Inferential Statistics is one of the two main branches of statistics. It uses a sample from the population to draw inferences about the population.

POPULATION AND SAMPLE

What is Population? What is Sample?

Let us first understand the difference between Population and Sample. Population refers to a set of each and every element with some common characteristics. But, at times, it is impractical or impossible to study every member of the population. To overcome this, a group of members are selected to study. This group of members is referred to as Sample. This sample is then used to make inferences about the general population.

PARAMETER AND STATISTICS

Fixed measures that describe the population are called Parameters. Many a times, it is very difficult to estimate parameters, especially when the population is large. Thus we need to estimate them. This is when Statistics comes to the rescue. It is a measure that describes the sample. It can be calculated very easily given a sample at hand.

To sum up, Parameters are fixed and unknown and describe the population. Statistics are variable and known (as we can calculate it from the available sample) and describes the sample.

Note: Samples only give estimates of the population. Hence, there is a difference between sample statistics and population parameter.
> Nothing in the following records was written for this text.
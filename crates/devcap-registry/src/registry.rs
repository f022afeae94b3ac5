//! # Registry
//!
//! The validated, interned capability registry.
//!
//! ## Invariants
//!
//! - Every canonical struct name and every alias maps to exactly one
//!   [`StructId`]. Aliases point directly at canonical structs; an alias
//!   naming another alias is rejected at load.
//! - Every member type that names a struct, flag set or enumeration names
//!   one the registry defines. Nested struct types are resolved to ids here,
//!   once.
//! - A member's limit type is a property of its [`FieldSpec`], so every
//!   declaration site that reaches the member (under any alias) compares it
//!   the same way.

use std::collections::{BTreeMap, BTreeSet, HashMap};

use devcap_core::{SchemaError, StructId};

use crate::category::Category;
use crate::schema::RegistrySchema;
use crate::spec::{StructSpec, ValueType};
use crate::video::{FieldRef, Fixup, FixupDef, FormatCategory, VideoCatalog, VideoDef};

/// Immutable capability registry. Cheap to share by reference across threads.
#[derive(Debug, Clone, Default)]
pub struct Registry {
    structs: Vec<StructSpec>,
    names: HashMap<String, StructId>,
    flag_sets: BTreeMap<String, BTreeMap<String, u64>>,
    enums: BTreeMap<String, BTreeSet<String>>,
    formats: BTreeSet<String>,
    extensions: BTreeMap<String, u32>,
    chain_roots: BTreeMap<Category, StructId>,
    video: VideoCatalog,
}

impl Registry {
    /// Validate and intern a registry schema.
    ///
    /// # Errors
    ///
    /// Returns [`SchemaError`] for duplicate names, alias defects, and
    /// member types, chain roots or video references that name nothing.
    pub fn from_schema(schema: RegistrySchema) -> Result<Self, SchemaError> {
        let mut registry = Registry {
            flag_sets: schema.flag_sets,
            enums: schema
                .enums
                .into_iter()
                .map(|(k, v)| (k, v.into_iter().collect()))
                .collect(),
            formats: schema.formats.into_iter().collect(),
            extensions: schema.extensions,
            ..Default::default()
        };

        // Canonical names first, so alias targets can be checked against them.
        for (index, def) in schema.structs.iter().enumerate() {
            let id = u32::try_from(index)
                .map(StructId::new)
                .map_err(|_| SchemaError::InvalidDocument {
                    path: "structs".into(),
                    detail: "too many structs".into(),
                })?;
            if registry.names.insert(def.name.clone(), id).is_some() {
                return Err(SchemaError::DuplicateDefinition {
                    kind: "struct".into(),
                    name: def.name.clone(),
                });
            }
        }

        for (id, def) in registry.names_in_order(&schema.structs) {
            let mut spec = StructSpec::new(
                id,
                def.name.clone(),
                def.members.clone(),
                def.provenance.clone(),
            );
            if has_duplicate_member(&def.members) {
                return Err(SchemaError::DuplicateDefinition {
                    kind: "member".into(),
                    name: def.name.clone(),
                });
            }
            for root in &def.extends {
                let root_id =
                    registry
                        .names
                        .get(root)
                        .copied()
                        .ok_or_else(|| SchemaError::UnknownStruct {
                            name: root.clone(),
                            path: format!("structs.{}.extends", def.name),
                        })?;
                spec.extends.push(root_id);
            }
            registry.structs.push(spec);
        }

        for (alias, target) in &schema.aliases {
            if registry.names.contains_key(alias) {
                return Err(SchemaError::InvalidAlias {
                    alias: alias.clone(),
                    detail: "collides with an existing struct name".into(),
                });
            }
            if schema.aliases.contains_key(target) {
                return Err(SchemaError::InvalidAlias {
                    alias: alias.clone(),
                    detail: format!("points at alias {target:?}, not a canonical struct"),
                });
            }
            let id = *registry
                .names
                .get(target)
                .ok_or_else(|| SchemaError::UnknownStruct {
                    name: target.clone(),
                    path: format!("aliases.{alias}"),
                })?;
            registry.structs[id.index()].aliases.push(alias.clone());
        }
        for (alias, target) in &schema.aliases {
            if let Some(id) = registry.resolve(target) {
                registry.names.insert(alias.clone(), id);
            }
        }

        registry.resolve_member_types()?;

        for (category, root) in &schema.chain_roots {
            let id = registry.resolve(root).ok_or_else(|| SchemaError::UnknownStruct {
                name: root.clone(),
                path: format!("chain_roots.{category}"),
            })?;
            registry.chain_roots.insert(*category, id);
        }

        registry.video = registry.resolve_video(&schema.video)?;

        tracing::debug!(
            structs = registry.structs.len(),
            names = registry.names.len(),
            extensions = registry.extensions.len(),
            "registry loaded"
        );
        Ok(registry)
    }

    /// Decode a registry schema from a document tree and validate it.
    pub fn from_json(tree: &serde_json::Value) -> Result<Self, SchemaError> {
        let schema: RegistrySchema =
            serde_json::from_value(tree.clone()).map_err(|e| SchemaError::InvalidDocument {
                path: "registry".into(),
                detail: e.to_string(),
            })?;
        Self::from_schema(schema)
    }

    fn names_in_order<'a>(
        &self,
        defs: &'a [crate::schema::StructDef],
    ) -> Vec<(StructId, &'a crate::schema::StructDef)> {
        defs.iter()
            .filter_map(|def| self.resolve(&def.name).map(|id| (id, def)))
            .collect()
    }

    fn resolve_member_types(&mut self) -> Result<(), SchemaError> {
        for index in 0..self.structs.len() {
            let struct_name = self.structs[index].name.clone();
            let members: Vec<(String, ValueType, Option<String>)> = self.structs[index]
                .members
                .iter()
                .map(|m| {
                    (
                        m.name.clone(),
                        m.value_type.clone(),
                        m.array.as_ref().and_then(|a| a.count_member.clone()),
                    )
                })
                .collect();

            for (member, value_type, count_member) in members {
                let context = format!("{struct_name}.{member}");
                let nested = match &value_type {
                    ValueType::Struct(name) => Some(self.resolve(name).ok_or_else(|| {
                        SchemaError::UnknownType {
                            name: name.clone(),
                            context: context.clone(),
                        }
                    })?),
                    ValueType::Flags(set) if !self.flag_sets.contains_key(set) => {
                        return Err(SchemaError::UnknownType {
                            name: set.clone(),
                            context,
                        })
                    }
                    ValueType::Enum(name) if !self.enums.contains_key(name) => {
                        return Err(SchemaError::UnknownType {
                            name: name.clone(),
                            context,
                        })
                    }
                    _ => None,
                };
                if let Some(count) = count_member {
                    if self.structs[index].member(&count).is_none() {
                        return Err(SchemaError::UnknownMember {
                            structure: struct_name.clone(),
                            member: count,
                            path: context,
                        });
                    }
                }
                if let Some(field) = self.structs[index].member_mut(&member) {
                    field.nested = nested;
                }
            }
        }
        Ok(())
    }

    fn resolve_video(&self, def: &VideoDef) -> Result<VideoCatalog, SchemaError> {
        let complete_fields = def
            .complete_fields
            .iter()
            .map(|text| self.field_ref(text, "video.complete_fields"))
            .collect::<Result<Vec<_>, _>>()?;

        let format_key = def
            .format_key
            .as_deref()
            .map(|text| self.field_ref(text, "video.format_key"))
            .transpose()?;

        let mut format_categories = Vec::with_capacity(def.format_categories.len());
        for cat in &def.format_categories {
            let path = format!("video.format_categories.{}", cat.name);
            let usage = self.field_ref(&cat.usage_field, &path)?;
            let required_usage = self.flag_mask(&usage, &cat.required_usage, &path)?;
            let mut fixups = Vec::with_capacity(cat.fixups.len());
            for fixup in &cat.fixups {
                match fixup {
                    FixupDef::ClearFlagsWithoutFormats { field, flags } => {
                        let field = self.field_ref(field, &path)?;
                        let bits = self.flag_mask(&field, flags, &path)?;
                        fixups.push(Fixup::ClearFlagsWithoutFormats { field, bits });
                    }
                }
            }
            format_categories.push(FormatCategory {
                name: cat.name.clone(),
                usage,
                required_usage,
                fixups,
            });
        }

        Ok(VideoCatalog {
            axes: def.axes.clone(),
            complete_fields,
            format_key,
            format_categories,
        })
    }

    /// Resolve `Struct.member` text.
    fn field_ref(&self, text: &str, path: &str) -> Result<FieldRef, SchemaError> {
        let (structure, member) =
            text.split_once('.')
                .ok_or_else(|| SchemaError::InvalidDocument {
                    path: path.to_string(),
                    detail: format!("{text:?} is not Struct.member"),
                })?;
        let id = self
            .resolve(structure)
            .ok_or_else(|| SchemaError::UnknownStruct {
                name: structure.to_string(),
                path: path.to_string(),
            })?;
        if self.member_spec(id, member).is_none() {
            return Err(SchemaError::UnknownMember {
                structure: structure.to_string(),
                member: member.to_string(),
                path: path.to_string(),
            });
        }
        Ok(FieldRef {
            structure: id,
            member: member.to_string(),
        })
    }

    /// OR together flag names of a flags-typed member.
    fn flag_mask(&self, field: &FieldRef, names: &[String], path: &str) -> Result<u64, SchemaError> {
        let set = self
            .member_spec(field.structure, &field.member)
            .and_then(|m| m.flag_set())
            .ok_or_else(|| SchemaError::InvalidDocument {
                path: path.to_string(),
                detail: format!("{}.{} is not a flags member", self.name_of(field.structure), field.member),
            })?;
        names.iter().try_fold(0u64, |acc, name| {
            self.flag_bits(set, name)
                .map(|bits| acc | bits)
                .ok_or_else(|| SchemaError::UnknownFlag {
                    flag: name.clone(),
                    flag_set: set.to_string(),
                    path: path.to_string(),
                })
        })
    }

    // -----------------------------------------------------------------------
    // Lookups
    // -----------------------------------------------------------------------

    /// Resolve a canonical name or alias.
    pub fn resolve(&self, name: &str) -> Option<StructId> {
        self.names.get(name).copied()
    }

    pub fn spec(&self, id: StructId) -> Option<&StructSpec> {
        self.structs.get(id.index())
    }

    /// Canonical struct for a canonical name or alias.
    pub fn lookup(&self, name: &str) -> Option<&StructSpec> {
        self.resolve(name).and_then(|id| self.spec(id))
    }

    pub fn member_spec(&self, id: StructId, member: &str) -> Option<&crate::spec::FieldSpec> {
        self.spec(id)?.member(member)
    }

    /// Canonical name, for paths and messages.
    pub fn name_of(&self, id: StructId) -> &str {
        self.spec(id).map_or("<unknown>", |s| s.name.as_str())
    }

    pub fn structs(&self) -> impl Iterator<Item = &StructSpec> {
        self.structs.iter()
    }

    pub fn chain_root(&self, category: Category) -> Option<StructId> {
        self.chain_roots.get(&category).copied()
    }

    /// Whether `id` may be declared under `category`: it is the category's
    /// chain root, extends it, or is a direct member type of it. Categories
    /// without a configured root accept any struct.
    pub fn fits_category(&self, id: StructId, category: Category) -> bool {
        let Some(root) = self.chain_root(category) else {
            return true;
        };
        if id == root {
            return true;
        }
        let extends_root = self.spec(id).is_some_and(|s| s.extends.contains(&root));
        let nested_in_root = self
            .spec(root)
            .is_some_and(|r| r.members.iter().any(|m| m.nested == Some(id)));
        extends_root || nested_in_root
    }

    /// Flag name → bits of one flag set.
    pub fn flag_set(&self, flag_set: &str) -> Option<&BTreeMap<String, u64>> {
        self.flag_sets.get(flag_set)
    }

    pub fn flag_bits(&self, flag_set: &str, flag: &str) -> Option<u64> {
        self.flag_sets.get(flag_set)?.get(flag).copied()
    }

    pub fn has_enumerant(&self, enumeration: &str, value: &str) -> bool {
        self.enums
            .get(enumeration)
            .is_some_and(|values| values.contains(value))
    }

    pub fn has_format(&self, name: &str) -> bool {
        self.formats.contains(name)
    }

    /// Latest spec version of a known extension.
    pub fn extension_version(&self, name: &str) -> Option<u32> {
        self.extensions.get(name).copied()
    }

    pub fn video(&self) -> &VideoCatalog {
        &self.video
    }
}

fn has_duplicate_member(members: &[crate::spec::FieldSpec]) -> bool {
    let mut seen = BTreeSet::new();
    members.iter().any(|m| !seen.insert(m.name.as_str()))
}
This difference in called the Sampling Error.

WHAT IS INFERENTIAL STATISTICS?

Inferential Statistics refers to the technique of estimating the population parameters from sample statistics. It tries to make conclusion about the population that is beyond the available data.

Unlike DESCRIPTIVE STATISTICS, this is purely based on the Theories of Probability and has an associated accuracy which tells us how much the sample is representative of the population.

Estimation and Hypothesis Testing are two major techniques of Inferential Statistics.

ESTIMATION

Estimation is a technique that uses the available data (sample) to infer the population parameter. There are two forms of Estimation.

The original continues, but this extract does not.